I recently learned about Stream
s in Java 8 and saw this example:
IntStream stream = IntStream.range(1, 20);
Now, let's say that we want to find the first number that's divisable both by 3 and a 5. We'd probably filter
twice and findFirst
as follows:
OptionalInt result = stream.filter(x -> x % 3 == 0)
.filter(x -> x % 5 == 0)
.findFirst();
That's all sounds pretty reasonable. The surprising part came when I tried to do this:
OptionalInt result = stream.filter(x -> {System.out.println(x); return x % 3 == 0;})
.filter(x -> {System.out.println(x); return x % 5 == 0;})
.findFirst();
System.out.println(result.getAsInt());
I expected to get something like: 1 2 3 4 5 6 7 8 9 10 11 12 13 14 15 16 17 18 19 20
and then: 3 6 9 12 15 18
. Because we first iterate over all the the numbers between 1 to 20, filter out only those that are divisable by 3 and then iterate this new Stream
and find those that are divisable by 5.
But instead I got this output: 1 2 3 3 4 5 6 6 7 8 9 9 10 11 12 12 13 14 15 15 15
It looks like it doesn't go over all the numbers. Moreover, it looks like it checks x % 5 == 0
only for those numbers that are divisable by 3.
I don't understand how come it doesn't iterate over all of the numbers.
Here's an online snippet of the code: http://www.tryjava8.com/app/snippets/5454a7f2e4b070922a64002b
Well, the thing to understand about streams is that, unlike lists, they don't (necessarily) hold all the items but rather compute each item at a time (lazy evaluation).

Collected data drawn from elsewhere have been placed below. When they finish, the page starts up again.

use std::collections::{BTreeSet, HashMap};

use conduit_scene::{HostTransform, ObjectRef};
use serde::{Deserialize, Serialize};
use tracing::debug;

use crate::error::BridgeError;
use crate::transport::{RemoteNodeId, Transport, TransportCall};

/// Options that change the geometry produced for an object. Two identifiers with
/// different options map to different remote nodes.
#[derive(Debug, Clone, Default, PartialEq, Eq, Hash, Serialize, Deserialize)]
#[serde(default)]
pub struct InputOptions {
    pub import_as_reference: bool,
    pub import_as_reference_rot_scale: bool,
    pub import_as_reference_bbox: bool,
    pub import_as_reference_material: bool,
    pub export_lods: bool,
    pub lod_index: u32,
    pub export_material_parameters: bool,
    /// Per-slot offset baked into the object transform. `None` for identity.
    pub transform_offset: Option<TransformKey>,
}

/// Bit pattern of a transform, usable as part of a hashed key.
#[derive(Debug, Clone, Copy, PartialEq, Eq, Hash, Serialize, Deserialize)]
pub struct TransformKey([u32; 10]);

impl TransformKey {
    pub fn from_transform(transform: &HostTransform) -> Option<Self> {
        if transform.is_identity() {
            return None;
        }
        let mut bits = [0u32; 10];
        let values = transform
            .translation
            .iter()
            .chain(&transform.rotation)
            .chain(&transform.scale);
        for (slot, value) in bits.iter_mut().zip(values) {
            *slot = value.to_bits();
        }
        Some(Self(bits))
    }
}

#[derive(Debug, Clone, Copy, PartialEq, Eq, Hash, Serialize, Deserialize)]
pub enum IdentifierKind {
    Leaf,
    Reference,
    Container,
}

#[derive(Debug, Clone, PartialEq, Eq, Hash)]
pub struct InputIdentifier {
    pub object: ObjectRef,
    pub options: InputOptions,
    pub kind: IdentifierKind,
}

impl InputIdentifier {
    pub fn leaf(object: ObjectRef, options: InputOptions) -> Self {
        Self {
            object,
            options,
            kind: IdentifierKind::Leaf,
        }
    }

    pub fn reference(object: ObjectRef, options: InputOptions) -> Self {
        Self {
            object,
            options,
            kind: IdentifierKind::Reference,
        }
    }

    pub fn container(path: impl Into<String>) -> Self {
        Self {
            object: ObjectRef::new(path),
            options: InputOptions::default(),
            kind: IdentifierKind::Container,
        }
    }

    /// Node name used when the identifier is first materialized.
    pub fn default_node_name(&self) -> String {
        let base = self.object.name();
        let base = if base.is_empty() { "input" } else { base };
        match self.kind {
            IdentifierKind::Container => base.to_string(),
            IdentifierKind::Reference => format!("{base}_ref"),
            IdentifierKind::Leaf if self.options.export_lods => format!("{base}_lods"),
            IdentifierKind::Leaf if self.options.lod_index > 0 => {
                format!("{base}_lod{}", self.options.lod_index)
            }
            IdentifierKind::Leaf => base.to_string(),
        }
    }
}

impl std::fmt::Display for InputIdentifier {
    fn fmt(&self, f: &mut std::fmt::Formatter<'_>) -> std::fmt::Result {
        write!(f, "{:?}:{}", self.kind, self.object)
    }
}

/// Weak reference into the registry. Becomes stale when its entry is replaced or
/// removed, or when the registry is invalidated.
#[derive(Debug, Copy, Clone, PartialEq, Eq, Hash, PartialOrd, Ord)]
pub struct NodeHandle {
    index: u32,
    generation: u32,
}

#[derive(Debug, Clone)]
pub struct RegistryEntry {
    pub identifier: InputIdentifier,
    /// Geometry (or container) node.
    pub node_id: RemoteNodeId,
    /// Object node that owns `node_id`; deleting it removes the whole input.
    pub object_node_id: Option<RemoteNodeId>,
    pub parent: Option<NodeHandle>,
    pub deletable: bool,
    pub dirty: bool,
    pub content_version: u64,
    consumers: BTreeSet<String>,
}

impl RegistryEntry {
    /// Node to delete when tearing the entry down.
    pub fn root_node(&self) -> RemoteNodeId {
        self.object_node_id.unwrap_or(self.node_id)
    }
}

#[derive(Debug, Default)]
struct Slot {
    generation: u32,
    entry: Option<RegistryEntry>,
}

/// Maps input identifiers to remote nodes for one engine session. Sole owner of the
/// identifier-to-node association.
#[derive(Debug, Default)]
pub struct NodeRegistry {
    slots: Vec<Slot>,
    free: Vec<u32>,
    index: HashMap<InputIdentifier, u32>,
}

impl NodeRegistry {
    pub fn new() -> Self {
        Self::default()
    }

    pub fn len(&self) -> usize {
        self.index.len()
    }

    pub fn is_empty(&self) -> bool {
        self.index.is_empty()
    }

    /// Handle for an existing entry that is not dirty.
    pub fn lookup(&self, identifier: &InputIdentifier) -> Option<NodeHandle> {
        let handle = self.find(identifier)?;
        match self.entry(handle) {
            Some(entry) if !entry.dirty => Some(handle),
            _ => None,
        }
    }

    /// Handle for an existing entry, dirty or not.
    pub fn find(&self, identifier: &InputIdentifier) -> Option<NodeHandle> {
        let index = *self.index.get(identifier)?;
        let slot = &self.slots[index as usize];
        slot.entry.as_ref()?;
        Some(NodeHandle {
            index,
            generation: slot.generation,
        })
    }

    pub fn entry(&self, handle: NodeHandle) -> Option<&RegistryEntry> {
        let slot = self.slots.get(handle.index as usize)?;
        if slot.generation != handle.generation {
            return None;
        }
        slot.entry.as_ref()
    }

    fn entry_mut(&mut self, handle: NodeHandle) -> Option<&mut RegistryEntry> {
        let slot = self.slots.get_mut(handle.index as usize)?;
        if slot.generation != handle.generation {
            return None;
        }
        slot.entry.as_mut()
    }

    /// Inserts or replaces the entry for `identifier`. Replacing with a different node
    /// id invalidates previously issued handles.
    pub fn register(
        &mut self,
        identifier: InputIdentifier,
        node_id: RemoteNodeId,
        object_node_id: Option<RemoteNodeId>,
        parent: Option<NodeHandle>,
        deletable: bool,
        content_version: u64,
    ) -> NodeHandle {
        if let Some(&index) = self.index.get(&identifier) {
            let slot = &mut self.slots[index as usize];
            let consumers = match slot.entry.take() {
                Some(previous) if previous.node_id == node_id => previous.consumers,
                Some(_) => {
                    slot.generation = slot.generation.wrapping_add(1);
                    BTreeSet::new()
                }
                None => BTreeSet::new(),
            };
            slot.entry = Some(RegistryEntry {
                identifier,
                node_id,
                object_node_id,
                parent,
                deletable,
                dirty: false,
                content_version,
                consumers,
            });
            return NodeHandle {
                index,
                generation: slot.generation,
            };
        }

        let index = match self.free.pop() {
            Some(index) => index,
            None => {
                self.slots.push(Slot::default());
                (self.slots.len() - 1) as u32
            }
        };
        let slot = &mut self.slots[index as usize];
        self.index.insert(identifier.clone(), index);
        slot.entry = Some(RegistryEntry {
            identifier,
            node_id,
            object_node_id,
            parent,
            deletable,
            dirty: false,
            content_version,
            consumers: BTreeSet::new(),
        });
        NodeHandle {
            index,
            generation: slot.generation,
        }
    }

    pub fn remove(&mut self, handle: NodeHandle) -> Option<RegistryEntry> {
        let slot = self.slots.get_mut(handle.index as usize)?;
        if slot.generation != handle.generation {
            return None;
        }
        let entry = slot.entry.take()?;
        slot.generation = slot.generation.wrapping_add(1);
        self.index.remove(&entry.identifier);
        self.free.push(handle.index);
        Some(entry)
    }

    pub fn mark_can_be_deleted(&mut self, handle: NodeHandle, deletable: bool) -> bool {
        match self.entry_mut(handle) {
            Some(entry) => {
                entry.deletable = deletable;
                true
            }
            None => false,
        }
    }

    pub fn can_be_deleted(&self, handle: NodeHandle) -> Option<bool> {
        self.entry(handle).map(|entry| entry.deletable)
    }

    pub fn node_id(&self, handle: NodeHandle) -> Option<RemoteNodeId> {
        self.entry(handle).map(|entry| entry.node_id)
    }

    /// Node id for `handle`, re-validated against the current session.
    pub fn validated_node_id(
        &self,
        handle: NodeHandle,
        transport: &dyn Transport,
    ) -> Result<RemoteNodeId, BridgeError> {
        let entry = self
            .entry(handle)
            .ok_or_else(|| BridgeError::StaleHandle(format!("{handle:?}")))?;
        if !transport.is_node_valid(entry.node_id) {
            return Err(BridgeError::StaleHandle(entry.identifier.to_string()));
        }
        Ok(entry.node_id)
    }

    /// Marks every identifier derived from `object` dirty.
    pub fn mark_object_dirty(&mut self, object: &ObjectRef) -> usize {
        let mut marked = 0;
        for slot in &mut self.slots {
            if let Some(entry) = slot.entry.as_mut() {
                if &entry.identifier.object == object
                    && entry.identifier.kind != IdentifierKind::Container
                {
                    entry.dirty = true;
                    marked += 1;
                }
            }
        }
        marked
    }

    /// Marks the entry dirty if its uploaded content version differs from `version`.
    pub fn note_content_version(&mut self, identifier: &InputIdentifier, version: u64) -> bool {
        let Some(handle) = self.find(identifier) else {
            return false;
        };
        match self.entry_mut(handle) {
            Some(entry) if entry.content_version != version => {
                entry.dirty = true;
                true
            }
            _ => false,
        }
    }

    pub fn add_consumer(&mut self, handle: NodeHandle, consumer: &str) -> bool {
        match self.entry_mut(handle) {
            Some(entry) => {
                entry.consumers.insert(consumer.to_string());
                true
            }
            None => false,
        }
    }

    /// Removes `consumer` and returns how many consumers remain.
    pub fn release_consumer(&mut self, handle: NodeHandle, consumer: &str) -> usize {
        match self.entry_mut(handle) {
            Some(entry) => {
                entry.consumers.remove(consumer);
                entry.consumers.len()
            }
            None => 0,
        }
    }

    /// Drops every entry without touching the remote engine. Used when the session
    /// resets and existing node ids no longer mean anything.
    pub fn invalidate(&mut self) {
        self.index.clear();
        self.free.clear();
        for (index, slot) in self.slots.iter_mut().enumerate() {
            slot.entry = None;
            slot.generation = slot.generation.wrapping_add(1);
            self.free.push(index as u32);
        }
        debug!("registry invalidated");
    }

    /// Materializes the container chain above `identifier`, one `subnet` per path
    /// component below `root`. Idempotent: existing valid containers are reused.
    pub fn ensure_parents_exist(
        &mut self,
        identifier: &InputIdentifier,
        root: &str,
        transport: &mut dyn Transport,
        deletable: bool,
    ) -> Result<Option<NodeHandle>, BridgeError> {
        let object_parent = match identifier.kind {
            IdentifierKind::Container => {
                let path = identifier.object.as_str();
                let Some(relative) = path.strip_prefix(root.trim_end_matches('/')) else {
                    return Ok(None);
                };
                ObjectRef::new(relative).parent_path().map(str::to_string)
            }
            _ => identifier.object.parent_path().map(str::to_string),
        };

        let root = root.trim_end_matches('/');
        let mut levels = vec![root.to_string()];
        if let Some(parent) = object_parent {
            let mut current = root.to_string();
            for component in parent.split('/').filter(|c| !c.is_empty()) {
                current.push('/');
                current.push_str(component);
                levels.push(current.clone());
            }
        }

        let mut parent_handle: Option<NodeHandle> = None;
        let mut parent_node: Option<RemoteNodeId> = None;
        for path in levels {
            let container = InputIdentifier::container(path);
            if let Some(handle) = self.find(&container) {
                if let Ok(node) = self.validated_node_id(handle, transport) {
                    if !deletable {
                        self.mark_can_be_deleted(handle, false);
                    }
                    parent_handle = Some(handle);
                    parent_node = Some(node);
                    continue;
                }
                self.remove(handle);
            }

            let name = container.default_node_name();
            let node = transport
                .create_node(parent_node, "subnet", &name)
                .map_err(|code| BridgeError::NodeCreationFailed {
                    name: name.clone(),
                    code,
                })?;
            debug!(container = %container.object, node = %node, "created container");
            let handle = self.register(container, node, None, parent_handle, deletable, 0);
            parent_handle = Some(handle);
            parent_node = Some(node);
        }
        Ok(parent_handle)
    }

    /// Tears down the node behind `handle` when allowed. Shared or non-deletable
    /// nodes stay in the remote graph and in the registry.
    pub fn destroy(
        &mut self,
        handle: NodeHandle,
        consumer: &str,
        transport: &mut dyn Transport,
    ) -> Result<bool, BridgeError> {
        let remaining = self.release_consumer(handle, consumer);
        let Some(entry) = self.entry(handle) else {
            return Ok(false);
        };
        if !entry.deletable || remaining > 0 {
            return Ok(false);
        }
        let root = entry.root_node();
        if transport.is_node_valid(root) {
            transport
                .delete_node(root)
                .map_err(|code| BridgeError::transport(TransportCall::DeleteNode, code))?;
        }
        self.remove(handle);
        Ok(true)
    }
}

It means that when you did IntStream stream = IntStream.range(1, 20);
you didn't actually create a collection with 20 items. You created a dynamically computed collection. Each call to this stream's next
will compute the next item. The rest of the items are still "not there" (sort of speaking).
Same goes for the filter.
When you add the filter that's checking division by 3 you'll get a new stream that's combined of 2 computations - the first one returns the numbers from 1 until it gets to 20, the second computation returns the numbers that are divided by 3. It's important to understand that each time only the first item is calculated. That's why when you added the check for division by 5 it only worked on those items that were divisible by 3. Same goes as to why the printing stopped at 15. The findFirst
method returns the first number that passes all 3 computations (the 1-20 range computation, the division by 3 computation and the division by 5 computation).
A Stream is a lazy evaluation mechanism for processing Collections efficiently. This means that all the intermediate operations on the Stream are not evaluated unless necessary for the final (terminal) operation.
In your example, the terminal operation is firstFirst()
. This means the Stream will evaluate the pipeline of intermediate operations until it finds a single int that results from passing the input Stream through all the intermediate operations.
The second filter only receives ints that pass the first filter, so it only processes the numbers 3,6,9,12,15 and then stops, since 15 passes the filter, and supplies the findFirst()
operation the only output it needs.
The first filter will only process ints of the input Stream as long as the terminal operation still requires data, and therefore it will only process 1 to 15.